Drago Lorenzo
UOC Laboratory of Clinical Medicine with Specialized Areas, IRCCS Multimedica Hospital, 20138 Milan, Italy.
Clinical Microbiology and Microbiome Laboratory, Department of Biomedical Sciences for Health, University of Milan, Via Mangiagalli 31, 20133 Milan, Italy.
Microorganisms. 2024 Mar 25;12(4):649. doi: 10.3390/microorganisms12040649.
Moxifloxacin is a fourth-generation fluoroquinolone antibiotic available for ophthalmic use. It inhibits two enzymes involved in bacterial DNA synthesis, covering Gram-positive and Gram-negative pathogens. This spectrum allows for the formulation of self-preserving bottle solutions, while its interesting pharmacological profile is distinguished by efficacy at low tissue concentrations and by an infrequent dose regimen due to its long duration on ocular tissues. This enhances patient compliance, promoting its use in children. The human eye hosts several microorganisms; this collection is called the ocular microbiota, which protects the ocular surface, assuring homeostasis. When choosing an antibiotic, it is appropriate to consider its influence on microbiota. A short dose regimen is preferred to minimize the impact of the drug. Moxifloxacin eyedrops represent an effective and safe tool to manage and prevent ocular infections. As healthcare providers face the complexity of the ocular microbiota and microbial resistance daily, the informed use of moxifloxacin is necessary to preserve its efficacy in the future. In this regard, it is well known that moxifloxacin has a lower capacity to induce resistance (an optimal WPC and MPC) compared to other quinolones, but much still needs to be explored regarding the impact that fluoroquinolones could have on the ocular microbiota.

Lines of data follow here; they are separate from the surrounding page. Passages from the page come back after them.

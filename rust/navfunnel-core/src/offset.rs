use rand::Rng;

use crate::geometry::Point3;

/// Moves `p1` toward `p2` by a random distance in `[min, max]`.
///
/// Returns `p1` unchanged when the points are closer than `min`. `max` is
/// clamped to the segment length so the result never passes `p2`.
pub fn spin_offset<R: Rng>(rng: &mut R, p1: Point3, p2: Point3, min: f64, max: f64) -> Point3 {
    let (min, mut max) = if min > max { (max, min) } else { (min, max) };
    let min = min.max(0.0);
    max = max.max(min);
    let dir = p2 - p1;
    let len = dir.length();
    if len < min {
        return p1;
    }
    if len < max {
        max = len;
    }
    let Some(unit) = dir.normalized() else { return p1 };
    p1 + unit * rng.gen_range(min..=max)
}
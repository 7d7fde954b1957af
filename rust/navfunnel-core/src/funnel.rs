//! Funnel (string-pulling) algorithm that converts an ordered portal corridor
//! into the turn points of a taut path.
//!
//! Deterministic, allocation-free except for the output turns. Turn decisions
//! only look at the sign of `cross(a, b).z`, so the mesh is treated as lying in
//! the x-y plane. Collinear cases count as inside the funnel.

use tracing::trace;

use crate::geometry::{Point3, Vector3};
use crate::portal::{Portal, PortalList};

/// A portal seen from an apex: which endpoint lies on which side, and the
/// vectors from the apex to each.
#[derive(Copy, Clone, Debug, PartialEq)]
pub struct Visibility {
    pub left: Vector3,
    pub right: Vector3,
    pub left_vertex: u32,
    pub right_vertex: u32,
}

/// Orders the endpoints of `portal` into left/right relative to `apex`.
#[inline]
pub fn classify(apex: Point3, vertices: &[Point3], portal: Portal) -> Visibility {
    let va = vertices[portal.a as usize] - apex;
    let vb = vertices[portal.b as usize] - apex;
    if va.cross_z(vb) > 0.0 {
        Visibility { left: vb, right: va, left_vertex: portal.b, right_vertex: portal.a }
    } else {
        Visibility { left: va, right: vb, left_vertex: portal.a, right_vertex: portal.b }
    }
}

/// Visibility wedge anchored at the current apex. Each bound remembers the
/// portal it was taken from so a restart can resume after it.
#[derive(Copy, Clone, Debug)]
struct Funnel {
    left: Vector3,
    right: Vector3,
    left_vertex: u32,
    right_vertex: u32,
    left_portal: usize,
    right_portal: usize,
}

impl Funnel {
    fn open(apex: Point3, list: &PortalList, k: usize) -> Self {
        let vis = classify(apex, &list.vertices, list.portals[k]);
        Self {
            left: vis.left,
            right: vis.right,
            left_vertex: vis.left_vertex,
            right_vertex: vis.right_vertex,
            left_portal: k,
            right_portal: k,
        }
    }

    /// Vertex and source portal the funnel must pivot on, if `cur` collapses it.
    fn collapse(&self, cur: &Visibility) -> Option<(u32, usize)> {
        if self.left.cross_z(cur.right) > 0.0 {
            // right side swept past the left bound
            Some((self.left_vertex, self.left_portal))
        } else if self.right.cross_z(cur.left) < 0.0 {
            Some((self.right_vertex, self.right_portal))
        } else {
            None
        }
    }

    fn tighten(&mut self, cur: &Visibility, k: usize) {
        if self.left.cross_z(cur.left) < 0.0 {
            self.left = cur.left;
            self.left_vertex = cur.left_vertex;
            self.left_portal = k;
        }
        if self.right.cross_z(cur.right) > 0.0 {
            self.right = cur.right;
            self.right_vertex = cur.right_vertex;
            self.right_portal = k;
        }
    }
}

/// First portal at or after `from` that does not touch the pivot, either by
/// index or by sharing its exact position.
fn restart_portal(list: &PortalList, pivot: u32, apex: Point3, from: usize) -> Option<usize> {
    (from..list.portals.len()).find(|&i| {
        let p = list.portals[i];
        !p.touches(pivot) && list.position(p.a) != apex && list.position(p.b) != apex
    })
}

/// Walks `list` from `start` and returns the emitted turn points in order.
///
/// The start point is not included. The goal is not included either; it is
/// the caller's final waypoint.
pub fn walk(start: Point3, list: &PortalList) -> Vec<Point3> {
    let mut turns = Vec::new();
    if list.portals.is_empty() {
        return turns;
    }

    let mut apex = start;
    let mut funnel = Funnel::open(apex, list, 0);
    let mut k = 1usize;
    while k < list.portals.len() {
        let cur = classify(apex, &list.vertices, list.portals[k]);
        let Some((pivot, from)) = funnel.collapse(&cur) else {
            funnel.tighten(&cur, k);
            k += 1;
            continue;
        };

        apex = list.position(pivot);
        trace!(portal = k, vertex = pivot, x = apex.x, y = apex.y, "funnel_turn");
        turns.push(apex);

        match restart_portal(list, pivot, apex, from + 1) {
            Some(i) => {
                funnel = Funnel::open(apex, list, i);
                k = i + 1;
            }
            None => break,
        }
    }
    turns
}

#[cfg(test)]
mod tests {
    use super::*;

    fn p(x: f64, y: f64) -> Point3 { Point3::new(x, y, 0.0) }

    fn angle(a: Vector3, b: Vector3) -> f64 { a.cross_z(b).abs().atan2(a.x * b.x + a.y * b.y) }

    #[test]
    fn classify_is_independent_of_storage_order() {
        let verts = vec![p(1.0, -1.0), p(1.0, 1.0)];
        let apex = p(0.0, 0.0);
        let fwd = classify(apex, &verts, Portal::new(0, 1));
        let rev = classify(apex, &verts, Portal::new(1, 0));
        assert_eq!(fwd, rev);
        // heading +x, the +y endpoint is on the left
        assert_eq!(fwd.left_vertex, 1);
        assert_eq!(fwd.right_vertex, 0);
        assert!(fwd.left.cross_z(fwd.right) <= 0.0);
    }

    #[test]
    fn straight_corridor_has_no_turns() {
        let verts = vec![p(1.0, -1.0), p(1.0, 1.0), p(2.0, -1.0), p(2.0, 1.0)];
        let list = PortalList::with_goal(verts, vec![Portal::new(0, 1), Portal::new(3, 2)], p(3.0, 0.0));
        assert!(walk(p(0.0, 0.0), &list).is_empty());
    }

    #[test]
    fn offset_corridor_turns_at_inner_corner() {
        // narrow opening at x=1, then shifted upwards
        let verts = vec![p(1.0, -0.5), p(1.0, 0.5), p(2.0, 0.5), p(2.0, 2.0)];
        let list = PortalList::with_goal(verts, vec![Portal::new(0, 1), Portal::new(2, 3)], p(3.0, 2.0));
        let turns = walk(p(0.0, 0.0), &list);
        assert_eq!(turns, vec![p(1.0, 0.5)]);
    }

    #[test]
    fn only_goal_portal() {
        let list = PortalList::with_goal(Vec::new(), Vec::new(), p(5.0, 5.0));
        assert!(walk(p(0.0, 0.0), &list).is_empty());
        let empty = PortalList { vertices: Vec::new(), portals: Vec::new() };
        assert!(walk(p(0.0, 0.0), &empty).is_empty());
    }

    #[test]
    fn point_portals_become_turns() {
        // zero-width portals off the straight line force a turn at each one
        let verts = vec![p(1.0, 1.0), p(2.0, -1.0)];
        let list = PortalList::with_goal(verts, vec![Portal::point(0), Portal::point(1)], p(3.0, 0.0));
        assert_eq!(walk(p(0.0, 0.0), &list), vec![p(1.0, 1.0), p(2.0, -1.0)]);
    }

    #[test]
    fn bounds_never_widen_between_turns() {
        let apex = p(0.0, 0.5);
        let verts = vec![
            p(1.0, -1.0), p(1.0, 2.0),
            p(2.0, -0.5), p(2.0, 1.5),
            p(3.0, 0.0), p(3.0, 1.0),
            p(4.0, 0.2), p(4.0, 0.9),
        ];
        let portals = vec![Portal::new(0, 1), Portal::new(3, 2), Portal::new(4, 5), Portal::new(6, 7)];
        let list = PortalList::with_goal(verts, portals, p(5.0, 0.5));

        let mut funnel = Funnel::open(apex, &list, 0);
        let mut width = angle(funnel.left, funnel.right);
        for k in 1..list.portals.len() {
            let cur = classify(apex, &list.vertices, list.portals[k]);
            assert!(funnel.collapse(&cur).is_none(), "unexpected turn at portal {k}");
            funnel.tighten(&cur, k);
            let w = angle(funnel.left, funnel.right);
            assert!(w <= width + 1e-12, "funnel widened at portal {k}: {width} -> {w}");
            width = w;
        }
        // collapsed onto the goal
        assert!(width.abs() < 1e-12);
    }

    #[test]
    fn restart_skips_portals_on_the_pivot() {
        let verts = vec![p(0.0, 0.0), p(1.0, 0.0), p(1.0, 1.0), p(0.0, 0.0)];
        let list = PortalList::with_goal(
            verts,
            vec![Portal::new(0, 1), Portal::new(0, 2), Portal::new(3, 2), Portal::new(1, 2)],
            p(2.0, 2.0),
        );
        // portal 1 shares the index, portal 2 shares the position
        assert_eq!(restart_portal(&list, 0, p(0.0, 0.0), 1), Some(3));
        assert_eq!(restart_portal(&list, 0, p(0.0, 0.0), 5), None);
    }
}
use serde::{Deserialize, Serialize};

use crate::geometry::Point3;

/// Three vertex indices into a shared vertex array. No winding order is assumed.
pub type Triangle = [u32; 3];

/// A corridor: the mesh vertices plus the triangles from the start triangle to
/// the goal triangle, in traversal order. Consecutive triangles are expected to
/// share exactly one edge.
#[derive(Clone, Debug, Default, PartialEq, Serialize, Deserialize)]
pub struct TriangleList {
    pub vertices: Vec<Point3>,
    pub triangles: Vec<Triangle>,
}

/// A smoothed route. Holds every turn point in traversal order followed by the
/// goal; the start point is implicit and never stored.
#[derive(Clone, Debug, Default, PartialEq, Serialize, Deserialize)]
pub struct Path {
    pub points: Vec<Point3>,
}

impl Path {
    /// Turn points followed by `goal`. The goal is always appended, even when
    /// the last turn sits on it, so `turn_points` stays exact.
    pub(crate) fn from_turns(mut turns: Vec<Point3>, goal: Point3) -> Self {
        turns.push(goal);
        Self { points: turns }
    }

    /// Corner points between start and goal.
    pub fn turn_points(&self) -> &[Point3] {
        match self.points.split_last() {
            Some((_, turns)) => turns,
            None => &[],
        }
    }

    pub fn goal(&self) -> Option<Point3> { self.points.last().copied() }
}

#[cfg(test)]
mod tests {
    use super::*;
    use serde_json::json;

    #[test]
    fn turn_points_exclude_goal() {
        let goal = Point3::new(3.0, 0.0, 0.0);
        let p = Path::from_turns(vec![Point3::new(1.0, 1.0, 0.0)], goal);
        assert_eq!(p.turn_points(), &[Point3::new(1.0, 1.0, 0.0)]);
        assert_eq!(p.goal(), Some(goal));

        let direct = Path::from_turns(Vec::new(), goal);
        assert!(direct.turn_points().is_empty());
        assert!(Path::default().turn_points().is_empty());
    }

    #[test]
    fn turn_on_goal_is_kept() {
        let goal = Point3::new(1.0, 1.0, 0.0);
        let p = Path::from_turns(vec![goal], goal);
        assert_eq!(p.points, vec![goal, goal]);
        assert_eq!(p.turn_points().len(), 1);
    }

    #[test]
    fn corridor_deserializes_from_arrays() {
        let v = json!({
            "vertices": [[0.0, 0.0, 0.0], [1.0, 0.0, 0.0], [0.0, 1.0, 0.0]],
            "triangles": [[0, 1, 2]]
        });
        let list: TriangleList = serde_json::from_value(v).unwrap();
        assert_eq!(list.vertices.len(), 3);
        assert_eq!(list.triangles, vec![[0, 1, 2]]);
    }
}
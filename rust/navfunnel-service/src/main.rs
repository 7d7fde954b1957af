use anyhow::Context;
use tracing_subscriber::{fmt, EnvFilter};

use navfunnel_service::{build_router, AppState, Config};

#[tokio::main]
async fn main() -> anyhow::Result<()> {
    // Structured logging
    let filter = EnvFilter::try_from_default_env().unwrap_or_else(|_| EnvFilter::new("info"));
    fmt().with_env_filter(filter).json().init();

    let cfg = Config::from_env();
    let addr = cfg.addr();
    let app = build_router(AppState::new(cfg.clone()));
    tracing::info!(core_version=%navfunnel_core::version(), addr=%addr, shrink_min=cfg.shrink.min, shrink_max=cfg.shrink.max, "starting navfunnel-service");
    let listener = tokio::net::TcpListener::bind(&addr).await.with_context(|| format!("bind {addr}"))?;
    axum::serve(listener, app).await.context("server error")?;
    Ok(())
}
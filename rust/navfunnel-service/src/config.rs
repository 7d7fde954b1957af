use std::env;

use navfunnel_core::ShrinkRange;

#[derive(Clone, Debug)]
pub struct Config {
    pub host: String,
    pub port: u16,
    /// Applied by `/route/jitter` when the request carries no range of its own.
    pub shrink: ShrinkRange,
}

impl Default for Config {
    fn default() -> Self {
        Self { host: "127.0.0.1".to_string(), port: 8080, shrink: ShrinkRange::default() }
    }
}

impl Config {
    /// Load from environment variables. Missing or invalid values fall back to defaults.
    ///
    /// Variables:
    /// - NAVFUNNEL_HOST (default 127.0.0.1)
    /// - NAVFUNNEL_PORT (default 8080)
    /// - NAVFUNNEL_SHRINK_MIN / NAVFUNNEL_SHRINK_MAX (default 0.6 / 1.0)
    pub fn from_env() -> Self { Self::from_lookup(|name| env::var(name).ok()) }

    /// Same as [`Config::from_env`], reading variables through `lookup`.
    /// A shrink pair that fails validation is replaced by the default range as a whole.
    pub fn from_lookup(lookup: impl Fn(&str) -> Option<String>) -> Self {
        let defaults = Self::default();
        let host = lookup("NAVFUNNEL_HOST").unwrap_or(defaults.host);
        let port = lookup("NAVFUNNEL_PORT")
            .and_then(|s| s.trim().parse::<u16>().ok())
            .unwrap_or(defaults.port);
        let parse_f64 = |name: &str| lookup(name).and_then(|s| s.trim().parse::<f64>().ok());
        let min = parse_f64("NAVFUNNEL_SHRINK_MIN").unwrap_or(defaults.shrink.min);
        let max = parse_f64("NAVFUNNEL_SHRINK_MAX").unwrap_or(defaults.shrink.max);
        let shrink = ShrinkRange::new(min, max).validated().unwrap_or(defaults.shrink);
        Self { host, port, shrink }
    }

    pub fn addr(&self) -> String { format!("{}:{}", self.host, self.port) }
}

莫西沙星是一种可用于眼科的第四代氟喹诺酮类抗生素。它抑制参与细菌DNA合成的两种酶,涵盖革兰氏阳性和革兰氏阴性病原体。这种抗菌谱使得可以配制自保存瓶装溶液,而其有趣的药理学特性表现为在低组织浓度下有效,并且由于其在眼组织上的作用持续时间长,给药方案不频繁。这提高了患者的依从性,促进了其在儿童中的使用。人眼寄居着多种微生物;这个集合被称为眼部微生物群,它保护眼表,确保体内平衡。在选择抗生素时,考虑其对微生物群的影响是合适的。优选短疗程给药以尽量减少药物的影响。莫西沙星滴眼液是管理和预防眼部感染的有效且安全的工具。由于医疗保健提供者每天都面临眼部微生物群和微生物耐药性的复杂性,明智地使用莫西沙星对于在未来保持其疗效是必要的。在这方面,众所周知,与其他喹诺酮类药物相比,莫西沙星诱导耐药性的能力较低(最佳WPC和MPC),但关于氟喹诺酮类药物对眼部微生物群可能产生的影响仍有许多需要探索的地方。